# Diet Critiques from Helios Nutrition



## Helios (Mar 21, 2013)

Hey Gang.  So we here at Helios want all of you to meet your fitness and nutrition goals.  We are aware that not all of you can afford to pay for our services right off the bat, but we would like to help you out anyways!

In this thread you guys can post up your diets, goals, stats, etc and Spongy or Manny will give you honest feedback and suggestions.  Keep in mind this is NOT the same as becoming a client.  We are just here to give you some suggestions and feedback, nothing more.  We will point you in the right direction, but beyond that is reserved for clients alone.

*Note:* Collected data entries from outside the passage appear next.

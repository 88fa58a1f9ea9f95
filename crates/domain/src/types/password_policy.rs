//! Password policies

use serde::{Deserialize, Serialize};

use crate::schema::{AttributeRule, PlanSchema};
use crate::validation::{at_least, length_at_least};

#[derive(Debug, Clone, Default, PartialEq, Eq, Serialize, Deserialize)]
#[serde(default)]
pub struct PasswordPolicyPlan {
    pub policy_name: String,
    pub minimum_length: i64,
    pub no_of_digits: i64,
    pub lower_and_upper_case: bool,
    pub no_of_special_chars: i64,
}

#[derive(Debug, Clone, Default, PartialEq, Eq, Serialize, Deserialize)]
pub struct PasswordPolicy {
    pub id: String,
    #[serde(flatten)]
    pub settings: PasswordPolicyPlan,
}

impl PasswordPolicy {
    pub fn from_plan(plan: &PasswordPolicyPlan, prior: Option<&PasswordPolicy>) -> Self {
        Self {
            id: prior.map(|p| p.id.clone()).unwrap_or_default(),
            settings: plan.clone(),
        }
    }
}

fn policy_name(plan: &PasswordPolicyPlan) -> Result<(), String> {
    length_at_least(&plan.policy_name, 1)
}

fn minimum_length(plan: &PasswordPolicyPlan) -> Result<(), String> {
    at_least(plan.minimum_length, 0)
}

fn no_of_digits(plan: &PasswordPolicyPlan) -> Result<(), String> {
    at_least(plan.no_of_digits, 0)
}

fn no_of_special_chars(plan: &PasswordPolicyPlan) -> Result<(), String> {
    at_least(plan.no_of_special_chars, 0)
}

static PASSWORD_POLICY_RULES: &[AttributeRule<PasswordPolicyPlan>] = &[
    AttributeRule::computed("id"),
    AttributeRule::mutable("policy_name", policy_name),
    AttributeRule::mutable("minimum_length", minimum_length),
    AttributeRule::mutable("no_of_digits", no_of_digits),
    AttributeRule::mutable("no_of_special_chars", no_of_special_chars),
];

impl PlanSchema for PasswordPolicyPlan {
    type State = PasswordPolicy;
    const RESOURCE: &'static str = "password_policy";

    fn attribute_rules() -> &'static [AttributeRule<Self>] {
        PASSWORD_POLICY_RULES
    }

    fn replacement_triggers(&self, _prior: &PasswordPolicy) -> Vec<&'static str> {
        Vec::new()
    }
}

#[cfg(test)]
mod tests {
    use super::*;

    #[test]
    fn negative_counts_are_rejected() {
        let plan = PasswordPolicyPlan {
            policy_name: "strict".into(),
            minimum_length: -1,
            no_of_special_chars: -2,
            ..PasswordPolicyPlan::default()
        };
        assert_eq!(plan.validate().errors().count(), 2);
    }
}
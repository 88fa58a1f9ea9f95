//! Platform facade
//!
//! Wires every reconciler and the lookups from one shared transport. The
//! hosted pages and template group reconcilers are picked from
//! [`ApiVersions`] once, at construction.

use std::sync::Arc;

use tenantform_core::{
    AppReconciler, HookReconciler, HostedPageGroupReconciler, HostedPagesV3, LegacyHostedPages,
    LegacyTemplatesApi, NotificationsApi, PasswordPolicyReconciler, PlatformLookups,
    PlatformTransport, RegistrationFieldReconciler, Remote, ResourceReconciler,
    TemplateGroupReconciler, TemplateReconciler,
};
use tenantform_domain::{
    ApiVersions, HostedPageGroup, HostedPageGroupPlan, HostedPagesApi, PlatformConfig, Result,
    TemplateGroup, TemplateGroupPlan, TemplateGroupsApi,
};
use tracing::info;

use crate::session::AuthenticatedSession;

/// Hosted page group reconciler for whichever wire version is configured.
pub type DynHostedPages =
    Arc<dyn ResourceReconciler<Plan = HostedPageGroupPlan, State = HostedPageGroup>>;

/// Template group reconciler for whichever wire version is configured.
pub type DynTemplateGroups =
    Arc<dyn ResourceReconciler<Plan = TemplateGroupPlan, State = TemplateGroup>>;

/// Every reconciler of one tenant, sharing one session.
pub struct Platform {
    apps: AppReconciler,
    hooks: HookReconciler,
    password_policies: PasswordPolicyReconciler,
    registration_fields: RegistrationFieldReconciler,
    templates: TemplateReconciler,
    hosted_pages: DynHostedPages,
    template_groups: DynTemplateGroups,
    lookups: PlatformLookups,
    api: ApiVersions,
}

impl Platform {
    /// Authenticate with `config` and wire the reconcilers.
    pub async fn connect(config: &PlatformConfig) -> Result<Self> {
        let session = AuthenticatedSession::authenticate(config).await?;
        Ok(Self::new(Arc::new(session), config.api))
    }

    /// Wire the reconcilers over an existing transport.
    pub fn new(transport: Arc<dyn PlatformTransport>, api: ApiVersions) -> Self {
        let remote = Remote::new(transport);

        let hosted_pages: DynHostedPages = match api.hosted_pages {
            HostedPagesApi::V3 => {
                Arc::new(HostedPageGroupReconciler::<HostedPagesV3>::new(remote.clone()))
            }
            HostedPagesApi::Legacy => {
                Arc::new(HostedPageGroupReconciler::<LegacyHostedPages>::new(remote.clone()))
            }
        };
        let template_groups: DynTemplateGroups = match api.template_groups {
            TemplateGroupsApi::Notifications => {
                Arc::new(TemplateGroupReconciler::<NotificationsApi>::new(remote.clone()))
            }
            TemplateGroupsApi::Legacy => {
                Arc::new(TemplateGroupReconciler::<LegacyTemplatesApi>::new(remote.clone()))
            }
        };
        info!(
            hosted_pages = %api.hosted_pages,
            template_groups = %api.template_groups,
            "platform reconcilers wired"
        );

        Self {
            apps: AppReconciler::new(remote.clone()),
            hooks: HookReconciler::new(remote.clone()),
            password_policies: PasswordPolicyReconciler::new(remote.clone()),
            registration_fields: RegistrationFieldReconciler::new(remote.clone()),
            templates: TemplateReconciler::new(remote.clone()),
            hosted_pages,
            template_groups,
            lookups: PlatformLookups::new(remote),
            api,
        }
    }

    pub fn api(&self) -> ApiVersions {
        self.api
    }

    pub fn apps(&self) -> &AppReconciler {
        &self.apps
    }

    pub fn hooks(&self) -> &HookReconciler {
        &self.hooks
    }

    pub fn password_policies(&self) -> &PasswordPolicyReconciler {
        &self.password_policies
    }

    pub fn registration_fields(&self) -> &RegistrationFieldReconciler {
        &self.registration_fields
    }

    pub fn templates(&self) -> &TemplateReconciler {
        &self.templates
    }

    pub fn hosted_pages(&self) -> &DynHostedPages {
        &self.hosted_pages
    }

    pub fn template_groups(&self) -> &DynTemplateGroups {
        &self.template_groups
    }

    pub fn lookups(&self) -> &PlatformLookups {
        &self.lookups
    }
}

impl std::fmt::Debug for Platform {
    fn fmt(&self, f: &mut std::fmt::Formatter<'_>) -> std::fmt::Result {
        f.debug_struct("Platform").field("api", &self.api).finish_non_exhaustive()
    }
}
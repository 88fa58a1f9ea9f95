//! Platform constants
//!
//! Keyword sets accepted by the platform and fixed values used when
//! building requests.

/// Accepted `client_type` values for apps.
pub const CLIENT_TYPES: &[&str] =
    &["SINGLE_PAGE", "ANDROID", "IOS", "REGULAR_WEB", "NON_INTERACTIVE"];

/// Accepted webhook authentication schemes.
pub const HOOK_AUTH_TYPES: &[&str] = &["APIKEY", "TOTP", "CIDAAS_OAUTH2"];

/// Where a webhook API key is attached to outgoing calls.
pub const HOOK_APIKEY_PLACEMENTS: &[&str] = &["query", "header"];

/// Page identifiers the hosted-pages service knows about.
pub const HOSTED_PAGE_IDS: &[&str] = &[
    "consent_preview",
    "consent_scopes",
    "error",
    "login_success",
    "logout_success",
    "mfa_required",
    "password_forgot_init",
    "password_set_success",
    "register_additional_info",
    "register_success",
    "verification_init",
    "verification_complete",
    "password_set",
    "account_deduplication",
    "reactivate_verification_method",
    "device_init_code",
    "device_success_page",
    "status",
    "group_selection",
    "login",
    "register",
];

/// Locale sent for legacy hosted pages that declare none.
pub const DEFAULT_HOSTED_PAGE_LOCALE: &str = "en-us";

/// Registration field data type that carries a consent link.
pub const CONSENT_DATA_TYPE: &str = "CONSENT";

/// Field type stamped on every registration field this tool manages.
pub const CUSTOM_FIELD_TYPE: &str = "CUSTOM";

/// Locale metadata stamped on registration field definitions.
pub const FIELD_DEFINITION_LANGUAGE: &str = "de";
pub const FIELD_DEFINITION_LOCALE: &str = "de-DE";

/// Grant type for the token exchange.
pub const CLIENT_CREDENTIALS_GRANT: &str = "client_credentials";
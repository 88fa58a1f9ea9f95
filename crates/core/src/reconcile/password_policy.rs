//! Password policy reconciler

use async_trait::async_trait;
use tenantform_domain::{
    Diagnostics, Observed, Outcome, PasswordPolicy, PasswordPolicyPlan, PlanSchema, Result,
};

use super::{
    conclude, imported, observe, preflight, removed, update_preflight, Remote, ResourceReconciler,
};
use crate::codec::{segment, PasswordPolicyCodec, WireCodec, WireRequest};

const POLICY_PATH: &str = "/password-policy-srv/policy";

pub struct PasswordPolicyReconciler {
    remote: Remote,
    codec: PasswordPolicyCodec,
}

impl PasswordPolicyReconciler {
    pub fn new(remote: Remote) -> Self {
        Self { remote, codec: PasswordPolicyCodec }
    }

    fn policy_path(id: &str) -> String {
        format!("{POLICY_PATH}/{}", segment(id))
    }

    async fn upsert(&self, policy: &PasswordPolicy) -> Result<PasswordPolicy> {
        let request = WireRequest::post(POLICY_PATH, self.codec.encode(policy)?);
        let body = self.remote.send(request).await?;
        let mut observed = self.codec.decode(&body)?;
        if observed.id.is_empty() {
            observed.id.clone_from(&policy.id);
        }
        Ok(observed)
    }

    async fn fetch(&self, id: &str) -> Result<Option<PasswordPolicy>> {
        match self.remote.fetch(&Self::policy_path(id)).await? {
            Some(body) => self.codec.decode(&body).map(Some),
            None => Ok(None),
        }
    }
}

#[async_trait]
impl ResourceReconciler for PasswordPolicyReconciler {
    type Plan = PasswordPolicyPlan;
    type State = PasswordPolicy;

    async fn create(&self, plan: &PasswordPolicyPlan) -> Outcome<PasswordPolicy> {
        let diagnostics = preflight(plan);
        if diagnostics.has_errors() {
            return Outcome::failed(diagnostics);
        }
        let result = self.upsert(&PasswordPolicy::from_plan(plan, None)).await;
        conclude(PasswordPolicyPlan::RESOURCE, "creating", result, diagnostics)
    }

    async fn read(&self, prior: &PasswordPolicy) -> Outcome<Observed<PasswordPolicy>> {
        observe(PasswordPolicyPlan::RESOURCE, self.fetch(&prior.id).await)
    }

    async fn update(
        &self,
        plan: &PasswordPolicyPlan,
        prior: &PasswordPolicy,
    ) -> Outcome<PasswordPolicy> {
        let diagnostics = update_preflight(plan, prior);
        if diagnostics.has_errors() {
            return Outcome::failed(diagnostics);
        }
        let result = self.upsert(&PasswordPolicy::from_plan(plan, Some(prior))).await;
        conclude(PasswordPolicyPlan::RESOURCE, "updating", result, diagnostics)
    }

    async fn delete(&self, prior: &PasswordPolicy) -> Diagnostics {
        let result = self.remote.remove(&Self::policy_path(&prior.id)).await;
        removed(PasswordPolicyPlan::RESOURCE, result)
    }

    async fn import(&self, id: &str) -> Outcome<PasswordPolicy> {
        imported(PasswordPolicyPlan::RESOURCE, id, self.fetch(id).await)
    }
}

Please use the following format:

Age
Weight (lbs preferred)
Height (inches preferred)
BF% or approx BF% (important!)

Goal

Days you train and muscle groups

Diet

Cycle

so for example, it would look like this...

Age: 27
Weight: 245.4
Height: 70"
BF%: 16.72%

Goal: Cut, 210lbs 10%

Monday - Chest, Cardio
Tuesday - Back
Wednesday - Off, Cardio
Thursday - Legs
Friday - Shoulders, Cardio
Saturday - Arms
Sunday - Off

Diet:

Meal 1 
14 Egg Whites
1/2 Cup Blueberries
1/2 Cup Oatmeal (dry)

Pre-Workout
10g BCAA
10g Glutamin
5g Creatine
30g Waxy Maize
30g Whey Isolate

Intra-Workout
30g Dextrose
10g BCAA

Post-Workout
45g Whey Isolate
60g Waxy Maize

Meal 2 (3 hours post workout)
7 oz Lean Beef
24 Almonds

Meal 3
7 oz Chicken Breast
1 cup cooked rice
1 cup steamed veggies

Meal 4
8 oz Turkey Breast
6 oz Sweet Potato
1 massive salad, no dressing

Meal 5
7 oz Sirloin
4 tbsp Olive Oil
1 massive salad

Meal 6 
17.5 oz Fat Free Plain Greek Yogurt

Cycle:  1g Primo, 700mg Test Prop, 10IU daily HGH, 10IU Insulin Pre workout, 10IU Insulin Post Workout (humalog)


----------



## 63Vette (Mar 21, 2013)

Age - 55
Weight 190 lbs
Height 70"
BF% or approx BF% 10%

Goal 205 lbs 6 % bf

Days you train and muscle groups

Day One: Back and Chest 10x10 GVT
Day Two: Legs and Abs  10x10 GVT
Day Three: Off
Day Four: Shoulders and arms
Day Five: Off
Repeat

Diet: 
Meal 1 re – Workout
100 grams liquid egg whites and 1 scoop protein powder
40g oatmeal  and a banana blended in

Meal 2 : Post work out 
45grams protein from whey protein powder
10 oz 100% juice , grape juice, pineapple ect.

Meal 3:
5.5 oz of meat or fish ( chicken, beef, roast pork, tuna, salmon ect..)  
3oz. of baked potato, brown rice, sweet potato , yams,  (pick one)
6 oz. oranges, 16g ( weighed) olive oil over rice or 1oz of nuts  14g fat

Meal 4:  
 4.5 oz of meat like meal 3 
100g green veggies mix with meat and add ½ oz olive oil
1 greek yogurt
3 oz yam or white potato



Meal 5: 
5.5 oz Meat ( chicken , turkey, fish, beef)
100 grams green veggies
16 gram olive oil over top
9 oz 100% juice ( grape , cranberry, pineapple) look on the label you want a juice that has 30g carbs or more per 8 oz

Meal 6: pre-bed meal  
30g whey protein powder    + 100g liquid eggwhites 
1oz. natural peanut butter  Or add 16g of olive oil  



Cycle (40mg ed dbol, 50mg ed Proviron, 150 test/100mast/100tren 5x week, HGH 5iu Rips ed)


----------



## Spongy (Mar 26, 2013)

Somehow I missed this post, sorry about that!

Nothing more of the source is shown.